Adresser un courrier recommandé au syndic en décrivant les faits, en joignant les preuves photographiques et en citant la clause du règlement (même vague) relative à l’attribution de la place déclenche une obligation d’intervention. Le syndic doit alors mettre en demeure le copropriétaire fautif par lettre recommandée.
Le constat d’huissier comme alternative au judiciaire
Si la mise en demeure reste sans effet, un constat par commissaire de justice (anciennement huissier) établit une preuve incontestable de l’empiètement récurrent. Ce document a une force probante supérieure aux simples photographies et peut être produit en cas de médiation ou, en dernier recours, devant le tribunal.
Un constat d’huissier répété sur plusieurs semaines démontre le caractère systématique de l’occupation et renforce considérablement la position du titulaire de la jouissance exclusive.
Assemblée générale de copropriété : clarifier les règles de stationnement par un vote
Quand le règlement de copropriété est muet ou ambigu sur l’attribution des places, la régularisation passe par une décision collective. L’assemblée générale peut voter :
- L’adoption d’un plan de stationnement annexé au règlement, avec identification précise de chaque emplacement et de son bénéficiaire
- La modification du règlement de copropriété pour y inscrire les droits de jouissance exclusive existants, avec mention des lots auxquels ils sont rattachés
- La mise en place de mesures de contrôle (marquage au sol, numérotation, signalétique) financées par les charges communes
La majorité requise dépend de la nature de la résolution. Attribuer un droit de jouissance exclusive sur une partie commune relève de la double majorité de l’article 26 de la loi de 1965, car cela modifie la répartition de l’usage des parties communes. En revanche, adopter un simple règlement intérieur de stationnement peut relever de la majorité de l’article 25.
Inscrire ce point à l’ordre du jour de la prochaine assemblée générale suppose d’adresser la demande au syndic par lettre recommandée, en joignant le projet de résolution. Le syndic est tenu de l’inclure dans la convocation.
Borne de recharge électrique et place de parking : un levier pour sécuriser son usage
L’installation d’une borne de recharge sur une place de stationnement constitue un cas concret où le droit de jouissance exclusive prend une dimension pratique renforcée. La procédure, encadrée par le droit à la prise, impose au copropriétaire d’adresser au syndic un descriptif détaillé des travaux envisagés, accompagné d’un plan d’implantation et d’un schéma de raccordement.

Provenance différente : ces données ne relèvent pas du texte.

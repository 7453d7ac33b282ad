//! Read-only access to the product catalog

use std::path::{Path, PathBuf};

use rusqlite::types::ValueRef;
use rusqlite::{Connection, OpenFlags};
use serde::{Deserialize, Deserializer, Serialize};
use serde_json::Value;
use tracing::debug;

use super::extract::SelectQuery;
use crate::{Error, Result};

/// One result row: column name to JSON value.
pub type Record = serde_json::Map<String, Value>;

/// Row of the `product` table.
#[derive(Debug, Clone, PartialEq, Serialize, Deserialize)]
pub struct ProductRecord {
    pub product_link: String,
    pub title: String,
    pub brand: String,
    /// Indian Rupees
    #[serde(deserialize_with = "whole_number")]
    pub price: i64,
    /// Fraction of the price, e.g. `0.35`
    pub discount: f64,
    pub avg_rating: f64,
    #[serde(deserialize_with = "whole_number")]
    pub total_ratings: i64,
}

impl ProductRecord {
    /// `None` unless the record has every product column.
    pub fn from_record(record: &Record) -> Option<Self> {
        serde_json::from_value(Value::Object(record.clone())).ok()
    }
}

// SQLite may hand back whole numbers stored as REAL
fn whole_number<'de, D: Deserializer<'de>>(deserializer: D) -> std::result::Result<i64, D::Error> {
    let value = f64::deserialize(deserializer)?;
    Ok(value.round() as i64)
}

/// SQLite product store, opened read-only once per query.
#[derive(Debug, Clone)]
pub struct ProductStore {
    path: PathBuf,
}

impl ProductStore {
    pub fn new(path: impl Into<PathBuf>) -> Self {
        Self { path: path.into() }
    }

    pub fn path(&self) -> &Path {
        &self.path
    }

    /// Run a validated query on a blocking worker.
    pub async fn execute(&self, query: &SelectQuery) -> Result<Vec<Record>> {
        let path = self.path.clone();
        let sql = query.as_str().to_string();
        tokio::task::spawn_blocking(move || run_query(&path, &sql)).await?
    }
}

fn run_query(path: &Path, sql: &str) -> Result<Vec<Record>> {
    if !path.exists() {
        return Err(Error::DatabaseError(format!(
            "Product database not found: {}",
            path.display()
        )));
    }

    let conn = Connection::open_with_flags(
        path,
        OpenFlags::SQLITE_OPEN_READ_ONLY | OpenFlags::SQLITE_OPEN_NO_MUTEX,
    )?;

    let mut stmt = conn.prepare(sql)?;
    if !stmt.readonly() {
        return Err(Error::ForbiddenQuery(sql.to_string()));
    }

    let columns: Vec<String> = stmt.column_names().into_iter().map(String::from).collect();
    let mut rows = stmt.query([])?;

    let mut records = Vec::new();
    while let Some(row) = rows.next()? {
        let mut record = Record::new();
        for (i, name) in columns.iter().enumerate() {
            record.insert(name.clone(), to_json(row.get_ref(i)?));
        }
        records.push(record);
    }

    debug!(rows = records.len(), "Query executed");
    Ok(records)
}

fn to_json(value: ValueRef<'_>) -> Value {
    match value {
        ValueRef::Null => Value::Null,
        ValueRef::Integer(i) => Value::from(i),
        ValueRef::Real(f) => serde_json::Number::from_f64(f)
            .map(Value::Number)
            .unwrap_or(Value::Null),
        ValueRef::Text(t) => Value::String(String::from_utf8_lossy(t).into_owned()),
        ValueRef::Blob(b) => Value::String(format!("<{} bytes>", b.len())),
    }
}
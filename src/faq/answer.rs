//! Context-grounded answers for FAQ questions

use std::sync::Arc;

use tracing::debug;

use super::retriever::{build_context, FaqRetriever};
use crate::config::Config;
use crate::integrations::{ChatMessage, CompletionRequest, LanguageModel};
use crate::prompts::{render_faq_answer, Prompt};
use crate::Result;

/// Reply used when the model returns nothing.
pub const REFUSAL: &str = "I don't know.";

pub struct AnswerGenerator {
    llm: Arc<dyn LanguageModel>,
    model: String,
    max_tokens: Option<u32>,
    template: String,
}

impl AnswerGenerator {
    pub fn new(llm: Arc<dyn LanguageModel>, model: impl Into<String>) -> Self {
        Self {
            llm,
            model: model.into(),
            max_tokens: None,
            template: Prompt::FaqAnswer.text(),
        }
    }

    pub fn from_config(llm: Arc<dyn LanguageModel>, config: &Config) -> Self {
        let mut generator = Self::new(llm, &config.model);
        generator.max_tokens = config.answer_max_tokens;
        generator
    }

    pub fn with_template(mut self, template: impl Into<String>) -> Self {
        self.template = template.into();
        self
    }

    /// Answer `query` from `context` only. Empty context still asks the model.
    pub async fn answer(&self, query: &str, context: &str) -> Result<String> {
        let prompt = render_faq_answer(&self.template, context, query);
        let mut request = CompletionRequest::new(&self.model, vec![ChatMessage::user(prompt)]);
        if let Some(max_tokens) = self.max_tokens {
            request = request.max_tokens(max_tokens);
        }

        let reply = self.llm.complete(request).await?;
        let reply = reply.trim();
        if reply.is_empty() {
            debug!("Model returned an empty FAQ answer");
            return Ok(REFUSAL.to_string());
        }
        Ok(reply.to_string())
    }
}

/// Retrieval followed by generation.
pub struct FaqResponder {
    retriever: FaqRetriever,
    generator: AnswerGenerator,
    top_k: usize,
}

impl FaqResponder {
    pub fn new(retriever: FaqRetriever, generator: AnswerGenerator, top_k: usize) -> Self {
        Self {
            retriever,
            generator,
            top_k,
        }
    }

    pub fn retriever(&self) -> &FaqRetriever {
        &self.retriever
    }

    pub async fn answer(&self, query: &str) -> Result<String> {
        let hits = self.retriever.retrieve(query, self.top_k).await?;
        let context = build_context(&hits);
        debug!(hits = hits.len(), "FAQ context assembled");
        self.generator.answer(query, &context).await
    }
}

#[cfg(test)]
mod tests {
    use super::*;
    use crate::embeddings::HashEmbedder;
    use crate::faq::FaqEntry;
    use crate::vector_db::MemoryIndex;
    use async_trait::async_trait;
    use std::sync::Mutex;

    struct FixedModel {
        reply: String,
        seen: Mutex<Vec<CompletionRequest>>,
    }

    impl FixedModel {
        fn new(reply: &str) -> Arc<Self> {
            Arc::new(Self {
                reply: reply.to_string(),
                seen: Mutex::new(Vec::new()),
            })
        }

        fn last_user_message(&self) -> String {
            let seen = self.seen.lock().unwrap();
            seen.last()
                .and_then(|r| r.content_of("user"))
                .unwrap_or_default()
                .to_string()
        }
    }

    #[async_trait]
    impl LanguageModel for FixedModel {
        async fn complete(&self, request: CompletionRequest) -> Result<String> {
            self.seen.lock().unwrap().push(request);
            Ok(self.reply.clone())
        }
    }

    #[tokio::test]
    async fn prompt_carries_context_and_question() {
        let model = FixedModel::new("Returns are accepted within 30 days.");
        let generator = AnswerGenerator::new(model.clone(), "llama");

        let reply = generator
            .answer("Can I return shoes?", "Returns are accepted within 30 days.")
            .await
            .unwrap();

        assert_eq!(reply, "Returns are accepted within 30 days.");
        let prompt = model.last_user_message();
        assert!(prompt.contains("CONTEXT: Returns are accepted within 30 days."));
        assert!(prompt.contains("QUESTION: Can I return shoes?"));
    }

    #[tokio::test]
    async fn blank_reply_becomes_refusal() {
        let model = FixedModel::new("   \n");
        let generator = AnswerGenerator::new(model, "llama");

        let reply = generator.answer("Anything?", "").await.unwrap();
        assert_eq!(reply, REFUSAL);
    }

    #[tokio::test]
    async fn empty_context_still_asks_the_model() {
        let model = FixedModel::new("I don't know.");
        let generator = AnswerGenerator::new(model.clone(), "llama");

        generator.answer("What about defects?", "").await.unwrap();
        assert_eq!(model.seen.lock().unwrap().len(), 1);
    }

    #[tokio::test]
    async fn max_tokens_comes_from_config() {
        let model = FixedModel::new("ok");
        let mut config = Config::from_env();
        config.model = "test-model".to_string();
        config.answer_max_tokens = Some(256);

        AnswerGenerator::from_config(model.clone(), &config)
            .answer("q", "c")
            .await
            .unwrap();

        let seen = model.seen.lock().unwrap();
        assert_eq!(seen[0].model, "test-model");
        assert_eq!(seen[0].max_tokens, Some(256));
        assert_eq!(seen[0].temperature, None);
    }

    #[tokio::test]
    async fn responder_feeds_retrieved_answers_as_context() {
        let index = Arc::new(MemoryIndex::new());
        let retriever = FaqRetriever::new(
            Arc::new(HashEmbedder::new(128)),
            index,
            "faqs",
            "unused.csv",
        );
        retriever
            .ingest_entries(vec![
                FaqEntry {
                    id: "id_0".into(),
                    question: "What is the return policy of the products?".into(),
                    answer: "Returns are accepted within 30 days.".into(),
                },
                FaqEntry {
                    id: "id_1".into(),
                    question: "How can I track my order?".into(),
                    answer: "Use the tracking link.".into(),
                },
            ])
            .await
            .unwrap();

        let model = FixedModel::new("You can return products within 30 days.");
        let responder = FaqResponder::new(
            retriever,
            AnswerGenerator::new(model.clone(), "llama").with_template("{context}|{question}"),
            2,
        );

        let reply = responder
            .answer("What is the return policy of the products?")
            .await
            .unwrap();
        assert_eq!(reply, "You can return products within 30 days.");
        assert_eq!(
            model.last_user_message(),
            "Returns are accepted within 30 days.\nUse the tracking link.|What is the return policy of the products?"
        );
    }
}
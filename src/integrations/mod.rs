//! External integrations module.
//!
//! Provides the language-model boundary used by both answer paths:
//! - [`LanguageModel`]: the trait the responders depend on
//! - [`GroqClient`]: OpenAI-compatible chat completions (Groq by default)

pub mod groq;

use async_trait::async_trait;

use crate::Result;

pub use groq::{ChatMessage, GroqClient};

/// One chat-completion call: messages plus sampling parameters.
#[derive(Debug, Clone)]
pub struct CompletionRequest {
    pub messages: Vec<ChatMessage>,
    pub model: String,
    pub temperature: Option<f32>,
    pub max_tokens: Option<u32>,
}

impl CompletionRequest {
    pub fn new(model: impl Into<String>, messages: Vec<ChatMessage>) -> Self {
        Self {
            messages,
            model: model.into(),
            temperature: None,
            max_tokens: None,
        }
    }

    pub fn temperature(mut self, temperature: f32) -> Self {
        self.temperature = Some(temperature);
        self
    }

    pub fn max_tokens(mut self, max_tokens: u32) -> Self {
        self.max_tokens = Some(max_tokens);
        self
    }

    /// Content of the first message with the given role.
    pub fn content_of(&self, role: &str) -> Option<&str> {
        self.messages
            .iter()
            .find(|m| m.role == role)
            .and_then(|m| m.content.as_deref())
    }
}

/// Text completion service.
#[async_trait]
pub trait LanguageModel: Send + Sync {
    async fn complete(&self, request: CompletionRequest) -> Result<String>;
}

La distinction entre place privative et partie commune à jouissance exclusive conditionne le régime applicable. Sur un lot privatif, le copropriétaire notifie le syndic, qui ne peut s’y opposer que devant le tribunal. Sur une partie commune à jouissance exclusive, le syndic inscrit la demande à l’ordre du jour de l’assemblée générale, mais le refus ne peut être motivé que par un motif sérieux et légitime.
Formaliser cette demande de borne a un effet collatéral utile : elle oblige le syndic et les copropriétaires à vérifier, puis à confirmer officiellement, l’attribution de la place concernée. C’est parfois le moyen le plus efficace de régulariser une situation floue sans confrontation directe.

Le titulaire d’une jouissance exclusive qui documente ses droits, sollicite le syndic par écrit et utilise les outils procéduraux disponibles (constat de commissaire de justice, inscription à l’ordre du jour de l’assemblée générale, demande de borne de recharge) dispose de leviers concrets pour faire cesser un empiètement, même lorsque le règlement de copropriété manque de précision. La clé reste la trace écrite : chaque échange documenté renforce la position du titulaire et réduit le risque d’un contentieux long.